BACKGROUND AND AIM: The role of pancreatic duct (PD) stenting in patients undergoing endoscopic transmural drainage of peripancreatic fluid collection (PFC) remains unclear. The objective of this study is to evaluate the effect of PD stenting on treatment success in patients undergoing endoscopic transmural drainage of PFC.

METHODS: This is a retrospective follow-up study of all patients who underwent endoscopic and endoscopic ultrasonography-guided transmural drainage of PFC during a 5-year period. Double-pigtail stents were deployed in all patients; in addition, nasocystic catheters were deployed in those with abscess/necrosis. An endoscopic retrograde cholangiopancreatogram was attempted whenever feasible in all patients, and pancreatic stents were placed when the duct disruption could be bridged. Success was defined as an improvement in symptoms and resolution of PFC upon follow-up computed tomography at 8 weeks.

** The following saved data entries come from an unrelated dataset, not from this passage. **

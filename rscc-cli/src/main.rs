//! rscc command line calculator
//!
//! Compares GWP100 and Radiative Forcing Protocol credits for avoided CO2 and
//! CH4 emissions.
//!
//! # Usage
//!
//! ```bash
//! rscc --co2 10 --ch4 1 --time-horizon 20
//! rscc --scenario scenario.toml --format json
//! rscc --explain
//! ```
//!
//! Values given on the command line override those from `--scenario`, which in
//! turn override the default scenario.

use anyhow::{Context, Result};
use clap::{Parser, ValueEnum};
use rscc_core::report::{render_comparison, METHODOLOGY, WHY_173};
use rscc_core::{compare, Scenario};
use std::path::PathBuf;
use tracing::debug;

#[derive(Clone, Copy, Debug, Default, PartialEq, Eq, ValueEnum)]
enum OutputFormat {
    #[default]
    Text,
    Json,
}

/// CO2-equivalent credit calculator
#[derive(Parser, Debug)]
#[command(name = "rscc")]
#[command(about = "Compare GWP100 and Radiative Forcing Protocol credits for avoided CO2 and CH4")]
struct Args {
    /// TOML scenario file; missing values use the default scenario
    #[arg(short, long)]
    scenario: Option<PathBuf>,

    /// CO2 emissions avoided (tonnes)
    #[arg(long)]
    co2: Option<f64>,

    /// CH4 emissions avoided (tonnes)
    #[arg(long)]
    ch4: Option<f64>,

    /// GWP100 factor
    #[arg(long)]
    gwp100: Option<f64>,

    /// Time horizon in whole years
    #[arg(short = 't', long, value_parser = clap::value_parser!(u32).range(1..))]
    time_horizon: Option<u32>,

    /// CH4 atmospheric lifetime (years)
    #[arg(long)]
    ch4_lifetime: Option<f64>,

    /// Radiative efficiency ratio, RE_CH4 / RE_CO2
    #[arg(long)]
    re_ratio: Option<f64>,

    /// Output format
    #[arg(short, long, value_enum, default_value_t = OutputFormat::Text)]
    format: OutputFormat,

    /// Also print the derivation of the 173 ratio and the methodology notes
    #[arg(long)]
    explain: bool,
}

impl Args {
    /// Load the base scenario and apply command line overrides.
    fn scenario(&self) -> Result<Scenario> {
        let mut scenario = match &self.scenario {
            Some(path) => Scenario::from_path(path)
                .with_context(|| format!("Failed to load scenario {}", path.display()))?,
            None => Scenario::default(),
        };

        if let Some(co2) = self.co2 {
            scenario.emissions.co2_avoided = co2;
        }
        if let Some(ch4) = self.ch4 {
            scenario.emissions.ch4_avoided = ch4;
        }
        if let Some(gwp100) = self.gwp100 {
            scenario.gwp100.gwp100 = gwp100;
        }
        if let Some(time_horizon) = self.time_horizon {
            scenario.rfp.time_horizon = f64::from(time_horizon);
        }
        if let Some(ch4_lifetime) = self.ch4_lifetime {
            scenario.rfp.ch4_lifetime = ch4_lifetime;
        }
        if let Some(re_ratio) = self.re_ratio {
            scenario.rfp.re_ratio = re_ratio;
        }

        debug!(?scenario, "Resolved scenario");
        Ok(scenario)
    }
}

fn main() -> Result<()> {
    tracing_subscriber::fmt()
        .with_writer(std::io::stderr)
        .with_env_filter(
            tracing_subscriber::EnvFilter::builder()
                .with_default_directive(tracing::level_filters::LevelFilter::WARN.into())
                .from_env_lossy(),
        )
        .init();

    let args = Args::parse();
    let scenario = args.scenario()?;
    let comparison = compare(&scenario).context("Refusing to compute credits")?;

    match args.format {
        OutputFormat::Text => {
            print!("{}", render_comparison(&comparison));
            if args.explain {
                println!();
                print!("{}", WHY_173);
                println!();
                print!("{}", METHODOLOGY);
            }
        }
        OutputFormat::Json => {
            println!("{}", serde_json::to_string_pretty(&comparison)?);
        }
    }

    Ok(())
}
//! Plain text rendering of a comparison
//!
//! Totals and contributions are shown to one decimal place and intermediate
//! factors to two. Inputs are echoed as given, with at least one decimal.

use crate::comparison::MethodComparison;
use crate::types::FloatValue;
use std::fmt;

/// Echo an input value, keeping a trailing `.0` on whole numbers.
fn format_input(value: FloatValue) -> String {
    if value.fract() == 0.0 && value.abs() < 1e15 {
        format!("{:.1}", value)
    } else {
        format!("{}", value)
    }
}

/// Time horizons are whole years in practice and are shown without decimals when whole.
fn format_years(value: FloatValue) -> String {
    if value.fract() == 0.0 && value.abs() < 1e15 {
        format!("{:.0}", value)
    } else {
        format!("{}", value)
    }
}

/// Text report of a comparison, rendered through [`fmt::Display`]
///
/// Inputs are echoed from the scenario stored on the comparison itself.
pub struct ComparisonReport<'a> {
    comparison: &'a MethodComparison,
}

impl<'a> ComparisonReport<'a> {
    pub fn new(comparison: &'a MethodComparison) -> Self {
        Self { comparison }
    }
}

impl fmt::Display for ComparisonReport<'_> {
    fn fmt(&self, f: &mut fmt::Formatter<'_>) -> fmt::Result {
        let scenario = &self.comparison.scenario;
        let e_co2 = format_input(scenario.emissions.co2_avoided);
        let e_ch4 = format_input(scenario.emissions.ch4_avoided);
        let gwp = &self.comparison.gwp100;
        let rfp = &self.comparison.rfp;

        writeln!(f, "GWP100 Method")?;
        writeln!(f, "  Credits = E_CO2 + (E_CH4 x GWP100)")?;
        writeln!(f, "  CO2 Contribution: {} tonnes", e_co2)?;
        writeln!(
            f,
            "  CH4 Contribution: {} x {} = {:.1} tonnes",
            e_ch4,
            format_input(scenario.gwp100.gwp100),
            gwp.ch4_contribution
        )?;
        writeln!(f, "  Total Credits: {:.1} tonnes CO2e", gwp.total_credits)?;
        writeln!(f)?;

        writeln!(f, "Radiative Forcing Protocol")?;
        writeln!(f, "  Step 1: Integrated CH4 Forcing")?;
        writeln!(f, "    I_CH4 = tau_CH4 x (1 - e^(-T/tau_CH4))")?;
        writeln!(
            f,
            "    tau_CH4 = {} years",
            format_input(scenario.rfp.ch4_lifetime)
        )?;
        writeln!(f, "    T = {} years", format_years(scenario.rfp.time_horizon))?;
        writeln!(
            f,
            "    Integrated CH4 Forcing = {:.2} (unitless)",
            rfp.integrated_ch4
        )?;
        writeln!(f, "  Step 2: Effective Conversion Factor")?;
        writeln!(f, "    C_RfP = (I_CH4 / T) x (RE_CH4 / RE_CO2)")?;
        writeln!(f, "    RE Ratio = {}", format_input(scenario.rfp.re_ratio))?;
        writeln!(
            f,
            "    Effective Conversion Factor = {:.2}",
            rfp.conversion_factor
        )?;
        writeln!(f, "  CO2 Contribution: {} tonnes", e_co2)?;
        writeln!(
            f,
            "  CH4 Contribution: {} x {:.2} = {:.1} tonnes",
            e_ch4, rfp.conversion_factor, rfp.ch4_contribution
        )?;
        writeln!(f, "  Total Credits: {:.1} tonnes CO2e", rfp.total_credits)?;
        if rfp.saturated {
            writeln!(
                f,
                "  Note: the CH4 pulse has fully decayed within the horizon"
            )?;
        }
        writeln!(f)?;

        writeln!(f, "Method Comparison")?;
        writeln!(f, "  GWP100 Credits: {:.1} tCO2e", gwp.total_credits)?;
        writeln!(
            f,
            "  RfP Credits: {:.1} tCO2e ({:.1} tCO2e difference)",
            rfp.total_credits, self.comparison.delta
        )?;
        writeln!(
            f,
            "  Comparison over {}-year period",
            format_years(self.comparison.time_horizon())
        )
    }
}

/// Render both methods, their derivation steps and the difference between them.
pub fn render_comparison(comparison: &MethodComparison) -> String {
    ComparisonReport::new(comparison).to_string()
}

/// Derivation of the default radiative efficiency ratio.
pub const WHY_173: &str = "\
Why 173?

From IPCC data, the 20-year Global Warming Potential (GWP20) of CH4 is about 84:

  GWP20(CH4) = integral_0^20 RF_CH4(t) dt / integral_0^20 RF_CO2(t) dt ~ 84

Step 1: Integrated forcing for CH4
  With an atmospheric lifetime tau_CH4 = 12 years, a CH4 pulse integrated over 20 years gives
  I_CH4 = RE_CH4 x tau_CH4 x (1 - e^(-20/tau_CH4))

Step 2: Integrated forcing for CO2
  CO2 forcing is approximated as constant over 20 years:
  I_CO2 ~ 20 x RE_CO2

Step 3: GWP20
  GWP20(CH4) = I_CH4 / I_CO2 = (RE_CH4 / RE_CO2) x tau_CH4 x (1 - e^(-20/tau_CH4)) / 20 ~ 84

  With tau_CH4 = 12 years: 12 x (1 - e^(-20/12)) ~ 9.73, and 9.73 / 20 ~ 0.487

  Therefore RE_CH4 / RE_CO2 ~ 84 / 0.487 ~ 173

Instantaneously, CH4's radiative efficiency is about 173 times that of CO2.
Over 20 years, factoring in methane decay, the net effect is a GWP20 of ~84.
";

/// Formulae behind both methods.
pub const METHODOLOGY: &str = "\
GWP100 Method
  Credits_GWP100 = E_CO2 + (E_CH4 x GWP100)
  where E_CO2 is CO2 emissions avoided, E_CH4 is CH4 emissions avoided and
  GWP100 is the Global Warming Potential over a 100-year horizon.

Radiative Forcing Protocol (RfP)
  Integrated forcing:           I_CH4 = tau_CH4 x (1 - e^(-T/tau_CH4))
  Effective conversion factor:  C_RfP = (I_CH4 / T) x (RE_CH4 / RE_CO2)
  Final credit calculation:     Credits_RfP = E_CO2 + (E_CH4 x C_RfP)
";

RESULTS: Of the 110 patients who underwent PFC drainage, 40 (36%) underwent simultaneous PD stenting. Treatment was successful in 95 of the 110 patients (86%). The PFC types were: pseudocyst (62%), necrosis (20%), and abscess (18%). The median duration of follow up was 9.9 months. Those who underwent PD stenting were significantly more likely to have treatment success than those who did not undergo PD stenting (97.5% vs 80%; risk ratio [RR](crude) = 1.48, P = 0.01). In the multivariable analysis, this association remained significant (RR(adjusted) = 1.14, 95% confidence interval: 1.01-1.29, P = 0.036), even after adjusting for the etiology of pancreatitis, type and location of PFC, luminal compression at endoscopy, enteral nutrition, white blood cell count, and number of endoscopic interventions.

CONCLUSIONS: Transpapillary PD stenting improves treatment outcomes in patients undergoing endoscopic transmural drainage of PFC.